VERCELLI. Pubblicato su L’impegno, rivista dell’Istituto per la storia della Resistenza e della società contemporanea.
Nell’ultimo numero della rivista semestrale L’impegno è pubblicato il saggio di Orazio Paggi L’immigrazione al cinema: visioni reali, visioni deformanti.
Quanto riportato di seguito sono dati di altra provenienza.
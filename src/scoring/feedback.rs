//! 反馈分档
//!
//! 百分比 = 100 * score / total，按从高到低顺序判定，下界包含：
//!
//! | 百分比      | 档位        |
//! |-------------|-------------|
//! | = 100       | `Excellent` |
//! | [80, 100)   | `GreatJob`  |
//! | [50, 80)    | `Good`      |
//! | [0, 50)     | `TryAgain`  |
//!
//! 判定使用整数交叉相乘，不经过浮点数，边界值不会因舍入漂移。

use serde::{Deserialize, Serialize};
use ts_rs::TS;

use crate::errors::{LmsError, Result};

/// 反馈档位
#[derive(Debug, Clone, Copy, PartialEq, Eq, Serialize, Deserialize, TS)]
#[serde(rename_all = "snake_case")]
#[ts(export, export_to = "quiz.ts")]
pub enum FeedbackTier {
    Excellent, // 全部正确
    GreatJob,  // 大部分正确
    Good,      // 表现良好
    TryAgain,  // 需要重做
}

impl FeedbackTier {
    /// 面向学生的反馈文案
    pub fn message(&self) -> &'static str {
        match self {
            FeedbackTier::Excellent => "Excellent! You answered every question correctly.",
            FeedbackTier::GreatJob => "Great job! You got most of the answers right.",
            FeedbackTier::Good => "Good performance. Keep practicing!",
            FeedbackTier::TryAgain => "Try again. Review the lesson and retake the quiz.",
        }
    }

    /// 档位下界（百分比，包含）
    pub fn lower_bound(&self) -> u64 {
        match self {
            FeedbackTier::Excellent => 100,
            FeedbackTier::GreatJob => 80,
            FeedbackTier::Good => 50,
            FeedbackTier::TryAgain => 0,
        }
    }
}

impl std::fmt::Display for FeedbackTier {
    fn fmt(&self, f: &mut std::fmt::Formatter<'_>) -> std::fmt::Result {
        write!(f, "{}", self.message())
    }
}

/// 根据得分与总题数计算反馈档位
///
/// `total == 0` 或 `score > total` 时返回 `InvalidArgument`。
pub fn feedback(score: u32, total: u32) -> Result<FeedbackTier> {
    if total == 0 {
        return Err(LmsError::invalid_argument(
            "total must be greater than zero to compute feedback",
        ));
    }
    if score > total {
        return Err(LmsError::invalid_argument(format!(
            "score {score} exceeds total {total}"
        )));
    }

    let scaled = u64::from(score) * 100;
    let total = u64::from(total);

    let tier = [
        FeedbackTier::Excellent,
        FeedbackTier::GreatJob,
        FeedbackTier::Good,
    ]
    .into_iter()
    .find(|tier| scaled >= tier.lower_bound() * total)
    .unwrap_or(FeedbackTier::TryAgain);

    Ok(tier)
}

/// 百分比（向下取整），仅用于展示
pub fn percentage(score: u32, total: u32) -> u32 {
    if total == 0 {
        return 0;
    }
    ((u64::from(score) * 100) / u64::from(total)) as u32
}
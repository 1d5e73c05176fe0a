pub mod error_code;
pub mod pagination;
pub mod response;

pub use error_code::ErrorCode;
pub use pagination::{PaginatedResponse, PaginationInfo, normalize_page};
pub use response::ApiResponse;
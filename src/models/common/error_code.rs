/// 业务错误码
///
/// 0 表示成功；1xxx 为通用错误；2xxx 为测验相关；3xxx 为成绩相关；4xxx 为 AI 相关。
#[derive(Debug, Clone, Copy, PartialEq, Eq)]
pub enum ErrorCode {
    Success = 0,

    BadRequest = 1000,
    NotFound = 1004,
    RateLimitExceeded = 1029,
    InternalServerError = 1500,

    QuizNotFound = 2000,
    QuizInvalid = 2001,
    QuizCreationFailed = 2002,
    QuizDeleteFailed = 2003,

    InvalidArgument = 3000,
    StudentIdInvalid = 3001,
    AnswersEmpty = 3002,
    AnswerCountMismatch = 3003,
    ResultNotSaved = 3004,

    AiGenerationFailed = 4000,
    AiNotConfigured = 4001,
}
La rivista è edita dall’Istituto per la storia della Resistenza e della società contemporanea e in quest’ambito ben si inserisce un filone d’indagine su questo aspetto che connota la storia italiana.
Per Paggi lo Stato «ha evidenziato una profonda immaturità, testimoniata da leggi, la Turco-Napolitano e la Bossi-Fini, indirizzate a frenare il fenomeno piuttosto che a organizzarlo e sistematizzarlo» e così ha «mancato l’occasione della solidarietà».
Un approccio analogo, a suo parere, è stato quello cinematografico: era riuscito a raccontare l’emigrazione italiana all’estero o al Nord, ma con l’immigrazione «emerge la paura della diversità», che non si era palesata come in altri Paesi europei perché finora non ne era stata investita.
Analizza una serie di film, da Pummarò a Terra di mezzo, da Il villaggio di cartone a Vesna va veloce, dove si «procede per semplificazioni». Riconosce la buona volontà dei registi ma non la bontà del risultato, migliore nei documentari, da La nave dolce a Mare chiuso. Ciò che serve è «la forza del documentario nel narrare una tragedia che è sotto gli occhi di tutti» insieme a «uno sguardo nuovo che gli può essere dato da cineasti appartenenti alla seconda generazione di immigrati che hanno vissuto dall’interno e non dall’esterno l’emigrazione ».